On his Fox News Media Buzz program, Howard Kurtz suggested that Anderson Cooper's coverage of the Orlando gay nightclub massacre was biased because he's openly gay.

“Do gay journalists feel a special anguish over the senseless slaughter of 49 mostly-gay Americans?” Kurtz rhetorically asked, pointing out that Cooper had “choked up” while reading the names of the victims and had “grilled” Florida Attorney General Pam Bondi over her newfound support of the LGBT community.

Bondi turned to Fox News to complain that she was unfairly treated during the recent interview.

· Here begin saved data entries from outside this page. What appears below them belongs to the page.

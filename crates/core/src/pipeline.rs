//! Source → compiled data pipeline.
//!
//! The authoritative representation of the reference data is one JSON file
//! per entity under `data-src/<type>/<id>.json`. The pipeline compiles those
//! trees into one consolidated document per collection under `data/`, and
//! supports the reverse split for round-tripping. Compiled documents are a
//! derived, disposable cache: every write path ends in a full recompile so
//! the on-disk documents always equal the deterministic compilation of the
//! current source set.
//!
//! All file writes go through a temp-file-plus-rename sequence in the target
//! directory; the rename is the atomic commit point, so a reader never
//! observes a partially written document.
//!
//! The pipeline is deliberately permissive about entry *content*: it moves
//! raw JSON values around without typing them, so referentially broken
//! intermediate states can still be saved and show up in the
//! [validator](crate::validator) report instead of failing the compile.

use std::collections::BTreeMap;
use std::fs;
use std::io::Write as _;
use std::path::{Path, PathBuf};

use plantao_types::DataId;
use serde_json::{json, Value};

use crate::config::CoreConfig;
use crate::error::{DataError, DataResult};

/// The four reference data collections.
///
/// This enum is deliberately *closed*: every pipeline operation is scoped by
/// one of these types, and an unknown type string fails fast with
/// [`DataError::InvalidType`] before any file is touched.
#[derive(Debug, Clone, Copy, PartialEq, Eq, Hash)]
pub enum DataType {
    Medications,
    MedicationClasses,
    PhysicalExam,
    Conditions,
}

impl DataType {
    /// All collection types, in compilation order.
    pub const ALL: [DataType; 4] = [
        DataType::Medications,
        DataType::MedicationClasses,
        DataType::PhysicalExam,
        DataType::Conditions,
    ];

    /// The wire/CLI name of the type, also its source directory name.
    pub const fn as_str(self) -> &'static str {
        match self {
            Self::Medications => "medications",
            Self::MedicationClasses => "medication-classes",
            Self::PhysicalExam => "physical-exam",
            Self::Conditions => "conditions",
        }
    }

    /// Filename of the compiled document for this type.
    pub const fn compiled_file_name(self) -> &'static str {
        match self {
            Self::Medications => "medications.json",
            Self::MedicationClasses => "medication-classes.json",
            Self::PhysicalExam => "physical-exam.json",
            Self::Conditions => "conditions.json",
        }
    }

    /// Physical-exam wraps its entry mapping under `addons` in the compiled
    /// document; the other collections are persisted as a bare mapping.
    pub const fn wraps_addons(self) -> bool {
        matches!(self, Self::PhysicalExam)
    }
}

impl std::fmt::Display for DataType {
    fn fmt(&self, f: &mut std::fmt::Formatter<'_>) -> std::fmt::Result {
        f.write_str(self.as_str())
    }
}

impl std::str::FromStr for DataType {
    type Err = DataError;

    fn from_str(s: &str) -> Result<Self, Self::Err> {
        match s {
            "medications" => Ok(Self::Medications),
            "medication-classes" => Ok(Self::MedicationClasses),
            "physical-exam" => Ok(Self::PhysicalExam),
            "conditions" => Ok(Self::Conditions),
            other => Err(DataError::InvalidType(other.to_owned())),
        }
    }
}

/// The in-memory result of compiling every source tree.
///
/// Entry maps are `BTreeMap`s keyed by entity ID: identifiers are restricted
/// to `[a-z0-9-]`, where byte-wise ordering is already a total deterministic
/// order, so plain `Ord` doubles as the stable comparator the compiled
/// documents guarantee.
#[derive(Debug, Clone, Default, PartialEq)]
pub struct CompiledPayload {
    pub medications: BTreeMap<String, Value>,
    pub medication_classes: BTreeMap<String, Value>,
    pub physical_exam_addons: BTreeMap<String, Value>,
    pub conditions: BTreeMap<String, Value>,
}

impl CompiledPayload {
    /// The raw entries of one collection.
    pub fn entries(&self, data_type: DataType) -> &BTreeMap<String, Value> {
        match data_type {
            DataType::Medications => &self.medications,
            DataType::MedicationClasses => &self.medication_classes,
            DataType::PhysicalExam => &self.physical_exam_addons,
            DataType::Conditions => &self.conditions,
        }
    }

    /// The document persisted for one collection (physical-exam wrapped).
    pub fn compiled_document(&self, data_type: DataType) -> Value {
        let mapping = Value::Object(self.entries(data_type).clone().into_iter().collect());
        if data_type.wraps_addons() {
            json!({ "addons": mapping })
        } else {
            mapping
        }
    }
}

/// Filesystem-backed pipeline over one data root.
#[derive(Debug, Clone)]
pub struct DataPipeline {
    cfg: CoreConfig,
}

impl DataPipeline {
    pub fn new(cfg: CoreConfig) -> Self {
        Self { cfg }
    }

    pub fn config(&self) -> &CoreConfig {
        &self.cfg
    }

    /// Source directory for one collection type.
    pub fn source_type_dir(&self, data_type: DataType) -> PathBuf {
        self.cfg.source_dir().join(data_type.as_str())
    }

    /// Path of a single source entry file.
    pub fn source_entry_path(&self, data_type: DataType, id: &DataId) -> PathBuf {
        self.source_type_dir(data_type).join(format!("{id}.json"))
    }

    /// Path of the compiled document for one collection type.
    pub fn compiled_file_path(&self, data_type: DataType) -> PathBuf {
        self.cfg.compiled_dir().join(data_type.compiled_file_name())
    }

    /// Reads every source entry of one collection, keyed by filename stem.
    ///
    /// A filename stem that violates the ID grammar fails the whole read:
    /// malformed data must never silently disappear from the compiled
    /// output. Files without a `.json` extension are not entries and are
    /// left for the validator to report.
    pub fn read_source_type(&self, data_type: DataType) -> DataResult<BTreeMap<String, Value>> {
        let dir = self.source_type_dir(data_type);
        ensure_dir(&dir)?;

        let mut result = BTreeMap::new();
        for name in list_file_names(&dir)? {
            let Some(id) = name.strip_suffix(".json") else {
                continue;
            };
            if !DataId::is_valid(id) {
                return Err(DataError::InvalidSourceFilename {
                    id: id.to_owned(),
                    dir,
                });
            }

            let path = dir.join(&name);
            let content = fs::read_to_string(&path).map_err(|source| DataError::FileRead {
                path: path.clone(),
                source,
            })?;
            let value: Value =
                serde_json::from_str(&content).map_err(|source| DataError::Parse { path, source })?;
            result.insert(id.to_owned(), value);
        }

        Ok(result)
    }

    /// Assembles the full payload from all four source trees.
    pub fn build_compiled_payload(&self) -> DataResult<CompiledPayload> {
        Ok(CompiledPayload {
            medications: self.read_source_type(DataType::Medications)?,
            medication_classes: self.read_source_type(DataType::MedicationClasses)?,
            physical_exam_addons: self.read_source_type(DataType::PhysicalExam)?,
            conditions: self.read_source_type(DataType::Conditions)?,
        })
    }

    /// Compiles the source trees and atomically rewrites all four compiled
    /// documents.
    pub fn compile_from_source(&self) -> DataResult<CompiledPayload> {
        let payload = self.build_compiled_payload()?;
        let compiled_dir = self.cfg.compiled_dir();
        ensure_dir(&compiled_dir)?;

        for data_type in DataType::ALL {
            write_json_atomic(
                &self.compiled_file_path(data_type),
                &payload.compiled_document(data_type),
            )?;
        }

        tracing::debug!(
            medications = payload.medications.len(),
            medication_classes = payload.medication_classes.len(),
            physical_exam_addons = payload.physical_exam_addons.len(),
            conditions = payload.conditions.len(),
            "compiled data-src into data"
        );

        Ok(payload)
    }

    /// Writes a single source entry atomically. Does not recompile.
    pub fn write_source_entry(
        &self,
        data_type: DataType,
        id: &DataId,
        entry: &Value,
    ) -> DataResult<()> {
        ensure_dir(&self.source_type_dir(data_type))?;
        write_json_atomic(&self.source_entry_path(data_type, id), entry)
    }

    /// Deletes a single source entry.
    ///
    /// Returns `Ok(false)` when the entry did not exist: a missing entry is
    /// a normal negative result, not an error.
    pub fn delete_source_entry(&self, data_type: DataType, id: &DataId) -> DataResult<bool> {
        let path = self.source_entry_path(data_type, id);
        match fs::remove_file(&path) {
            Ok(()) => Ok(true),
            Err(source) if source.kind() == std::io::ErrorKind::NotFound => Ok(false),
            Err(source) => Err(DataError::FileDelete { path, source }),
        }
    }

    /// Parses the persisted compiled document for one collection type.
    pub fn read_compiled_file(&self, data_type: DataType) -> DataResult<Value> {
        let path = self.compiled_file_path(data_type);
        let content = fs::read_to_string(&path).map_err(|source| DataError::FileRead {
            path: path.clone(),
            source,
        })?;
        serde_json::from_str(&content).map_err(|source| DataError::Parse { path, source })
    }

    /// The compiled-equivalent view of one collection, derived from source.
    pub fn compiled_view(&self, data_type: DataType) -> DataResult<Value> {
        let mapping = Value::Object(self.read_source_type(data_type)?.into_iter().collect());
        Ok(if data_type.wraps_addons() {
            json!({ "addons": mapping })
        } else {
            mapping
        })
    }

    /// Splits the persisted compiled documents back into per-entity source
    /// files (the round-trip inverse of [`Self::compile_from_source`]).
    ///
    /// Existing `.json` entries in each source directory are cleared first.
    /// Returns the number of entries written per collection type.
    pub fn split_compiled_to_source(&self) -> DataResult<Vec<(DataType, usize)>> {
        let mut counts = Vec::with_capacity(DataType::ALL.len());

        for data_type in DataType::ALL {
            let document = self.read_compiled_file(data_type)?;
            let entries = if data_type.wraps_addons() {
                document.get("addons").cloned().unwrap_or_else(|| json!({}))
            } else {
                document
            };
            let entries = entries
                .as_object()
                .cloned()
                .unwrap_or_default();

            let dir = self.source_type_dir(data_type);
            ensure_dir(&dir)?;
            clear_json_files(&dir)?;

            for (id, entry) in &entries {
                let id = DataId::new(id)?;
                write_json_atomic(&self.source_entry_path(data_type, &id), entry)?;
            }

            counts.push((data_type, entries.len()));
        }

        Ok(counts)
    }
}

fn ensure_dir(dir: &Path) -> DataResult<()> {
    fs::create_dir_all(dir).map_err(|source| DataError::DirCreation {
        dir: dir.to_path_buf(),
        source,
    })
}

/// Lists entry names of a directory in a deterministic order.
fn list_file_names(dir: &Path) -> DataResult<Vec<String>> {
    let read_dir = fs::read_dir(dir).map_err(|source| DataError::DirRead {
        dir: dir.to_path_buf(),
        source,
    })?;

    let mut names = Vec::new();
    for entry in read_dir {
        let entry = entry.map_err(|source| DataError::DirRead {
            dir: dir.to_path_buf(),
            source,
        })?;
        names.push(entry.file_name().to_string_lossy().into_owned());
    }
    names.sort();
    Ok(names)
}

fn clear_json_files(dir: &Path) -> DataResult<()> {
    for name in list_file_names(dir)? {
        if name.ends_with(".json") {
            let path = dir.join(name);
            fs::remove_file(&path).map_err(|source| DataError::FileDelete { path, source })?;
        }
    }
    Ok(())
}

/// Serializes a value the way every persisted document is written:
/// pretty-printed, two-space indent, trailing newline.
pub(crate) fn to_pretty_json(value: &Value) -> DataResult<String> {
    let mut serialized = serde_json::to_string_pretty(value)?;
    serialized.push('\n');
    Ok(serialized)
}

/// Writes a JSON document atomically: the serialized bytes go to a uniquely
/// named temp file in the target directory, and the rename over the target
/// is the commit point.
fn write_json_atomic(path: &Path, value: &Value) -> DataResult<()> {
    let serialized = to_pretty_json(value)?;
    let dir = path.parent().unwrap_or_else(|| Path::new("."));

    let file_write = |source| DataError::FileWrite {
        path: path.to_path_buf(),
        source,
    };

    let mut temp = tempfile::NamedTempFile::new_in(dir).map_err(file_write)?;
    temp.write_all(serialized.as_bytes()).map_err(file_write)?;
    temp.persist(path).map_err(|e| file_write(e.error))?;
    Ok(())
}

“[H]e just flipped on me. You know, there's a time and place for everything. If he wants to ask me about doing my job defending the constitution, but to incite anger and hatred was not the time nor the place in front of a hospital,” Bondi said. “[T]hat's a time for us to come together.”

“He basically mocked me for saying” that we should “just focus on unity and love,” she added.

Cooper wanted to know how Bondi could claim to be a “champion of the gay community” after arguing in court that allowing gay and lesbian couples to marry would “impose significant public harm.”

Kurtz, who left CNN in 2013, asked Fox News contributor Guy Benson whether he thought Cooper “was acting as more than just an aggressive journalist?”

“He seemed like an activist,” Benson agreed. “I thought the line of questioning for the attorney general of Florida under the circumstances and given the context of what had just happened in that state – it was a bizarre non sequitur.”

“It seemed like he was browbeating her for unrelated political thought crimes in her past, which did not relate to the task at hand, which is roundly condemning the horrific atrocity that happened,” he added.

Kurtz defended Bondi, arguing that he's “not going to assume that because she defended the state's gay marriage ban, she herself is hateful.”